5.4 Governmental Price Reporting.
(a) “Governmental Price Reports” means (1) any and all data required to be reported relating to the Product under the Medicaid drug rebate program, including without limitation the Average Manufacturer Price (as defined at 42 U.S.C. § 1396r-8(k)(1)) (“AMP”) and the Best Price (as defined at 42 U.S.C. § 1396r-8(c)(1)(C)) and (2) any and all data required to be reported relating to the Product(s) under state drug price reporting requirements. “PHS Price Reports” means any and all data required to be reported relating to the Product under a Pharmaceutical Pricing Agreement under section 340B of the Public Health Service (“PHS”) Act, 42 U.S.C. 256b.

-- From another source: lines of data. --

pub mod response;

pub use response::{ApiResponse, ApiResult, TOTAL_NUMBER_HEADER};
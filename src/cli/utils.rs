use serde_json::{json, Value};

use crate::cli::OutputFormat;
use crate::database::models::Resource;

/// Output a success message in the appropriate format
pub fn output_success(
    output_format: &OutputFormat,
    message: &str,
    data: Option<Value>,
) -> anyhow::Result<()> {
    match output_format {
        OutputFormat::Json => {
            let mut response = json!({
                "success": true,
                "message": message
            });

            if let (Some(Value::Object(extra)), Some(target)) = (data, response.as_object_mut()) {
                target.extend(extra);
            }

            println!("{}", serde_json::to_string_pretty(&response)?);
        }
        OutputFormat::Text => {
            println!("✓ {}", message);
        }
    }
    Ok(())
}

/// Output a single record in the appropriate format
pub fn output_record<E: Resource>(output_format: &OutputFormat, record: &E) -> anyhow::Result<()> {
    match output_format {
        OutputFormat::Json => {
            println!("{}", serde_json::to_string_pretty(record)?);
        }
        OutputFormat::Text => {
            println!("ID:          {}", record.id());
            println!("Name:        {}", record.name());
            println!("Description: {}", record.description().unwrap_or("-"));
        }
    }
    Ok(())
}

/// Output a page of records as a table or a JSON document
pub fn output_records<E: Resource>(
    output_format: &OutputFormat,
    records: &[E],
    total: Option<u64>,
) -> anyhow::Result<()> {
    match output_format {
        OutputFormat::Json => {
            println!(
                "{}",
                serde_json::to_string_pretty(&json!({
                    "items": records,
                    "total": total
                }))?
            );
        }
        OutputFormat::Text => {
            if records.is_empty() {
                println!("No {}s found", E::LABEL);
                return Ok(());
            }

            println!("{:<34} {:<30} {}", "ID", "NAME", "DESCRIPTION");
            println!("{}", "-".repeat(90));
            for record in records {
                println!(
                    "{:<34} {:<30} {}",
                    record.id(),
                    record.name(),
                    record.description().unwrap_or("")
                );
            }
            if let Some(total) = total {
                println!("\n{} of {} shown", records.len(), total);
            }
        }
    }
    Ok(())
}
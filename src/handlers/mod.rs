// handlers/mod.rs - HTTP surface
//
// One generic CRUD handler set (resource.rs) is mounted once per resource
// kind; system.rs holds the service-level endpoints.

pub mod pagination;
pub mod resource;
pub mod system;

use axum::{routing::get, Router};

use crate::database::models::Resource;

pub use pagination::{PageLimits, PageParams};
pub use resource::ResourceState;

/// Collection and item routes for one resource kind:
///
/// - `GET|POST /{kind}`
/// - `GET|PATCH|DELETE /{kind}/:id`
pub fn crud_routes<E: Resource>(state: ResourceState<E>) -> Router {
    let collection = format!("/{}", E::PATH);
    let item = format!("/{}/:id", E::PATH);

    Router::new()
        .route(
            &collection,
            get(resource::list::<E>).post(resource::create::<E>),
        )
        .route(
            &item,
            get(resource::show::<E>)
                .patch(resource::update::<E>)
                .delete(resource::delete::<E>),
        )
        .with_state(state)
}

(b) Seller shall be solely and exclusively responsible for submitting all Governmental Price Reports in the Drug Data Reporting for Medicaid system for purposes of reporting the AMP and the Best Price (as defined at 42 U.S.C. § 1396r-8(c)(1)(C)) and other required pricing data for all Product bearing an NDC of Seller. Beginning with the first full reporting period after the Closing Date occurs, Buyer shall be responsible for providing to Seller all Governmental Price Reports, including calculated AMP and Best Price (as defined at 42 U.S.C. § 1396r-8(c)(1)(C)) and supporting data for these calculations, and other required data for Product bearing an NDC of Seller. Seller shall remain as the Centers for Medicare and Medicaid
Services (“CMS”) Technical, Invoice and Legal contacts for any Product bearing an NDC of Seller. Notwithstanding the foregoing, Buyer shall be solely and exclusively responsible for submitting all Governmental Price Reports for all Product bearing an NDC of Buyer.
(c) From and after the Closing Date, Buyer shall be solely and exclusively responsible for submitting all PHS Price Reports for all Product regardless of which Party’s NDC the Product bears.
(d) Seller acknowledges that Buyer will require certain information from Seller in order to submit the Governmental Price Reports after the Closing Date. Accordingly, Seller agrees that Seller shall provide to Buyer, within twenty-five (25) days after the end of the first full Calendar Quarter after the Closing Date and each calendar month after the Closing Date through the end of the first full Calendar Quarter after the Closing Date, relevant Product information, including Baseline AMPs, and the transactional data which Buyer reasonably deems necessary for each NDC of the Product for use in calculating AMP. All pricing data furnished by Seller pursuant to this subsection shall be provided in the same format that such data are provided by Seller to CMS in connection with Seller’s own Governmental Price Reports, or in a format otherwise mutually agreed upon by the Parties. For pricing and sales data that are required in order to submit Governmental Price Reports, but that are not themselves provided to the CMS, Seller will furnish that data in a format mutually agreed upon by the Parties. Without limiting the foregoing, any and all data furnished by Seller that are required for the reporting of the Product under the Medicaid drug rebate program pursuant to this subsection shall be certified to Buyer by Seller in the same format provided by Seller to CMS.
(e) Without limiting the foregoing, Buyer agrees that, from and after the Closing Date until the first anniversary of the expiration date of the last lot sold bearing an NDC of Seller, Buyer shall provide to Seller, within twenty-five (25) days after the end of each reporting period, the Governmental Price Reports and other data for such Product reasonably requested by Seller for use by Seller in submitting such Governmental Price Reports in the Drug Data Reporting for Medicaid system for purposes of reporting the AMP and the Best Price (as defined at 42 U.S.C. § 1396r-8(c)(1)(C)).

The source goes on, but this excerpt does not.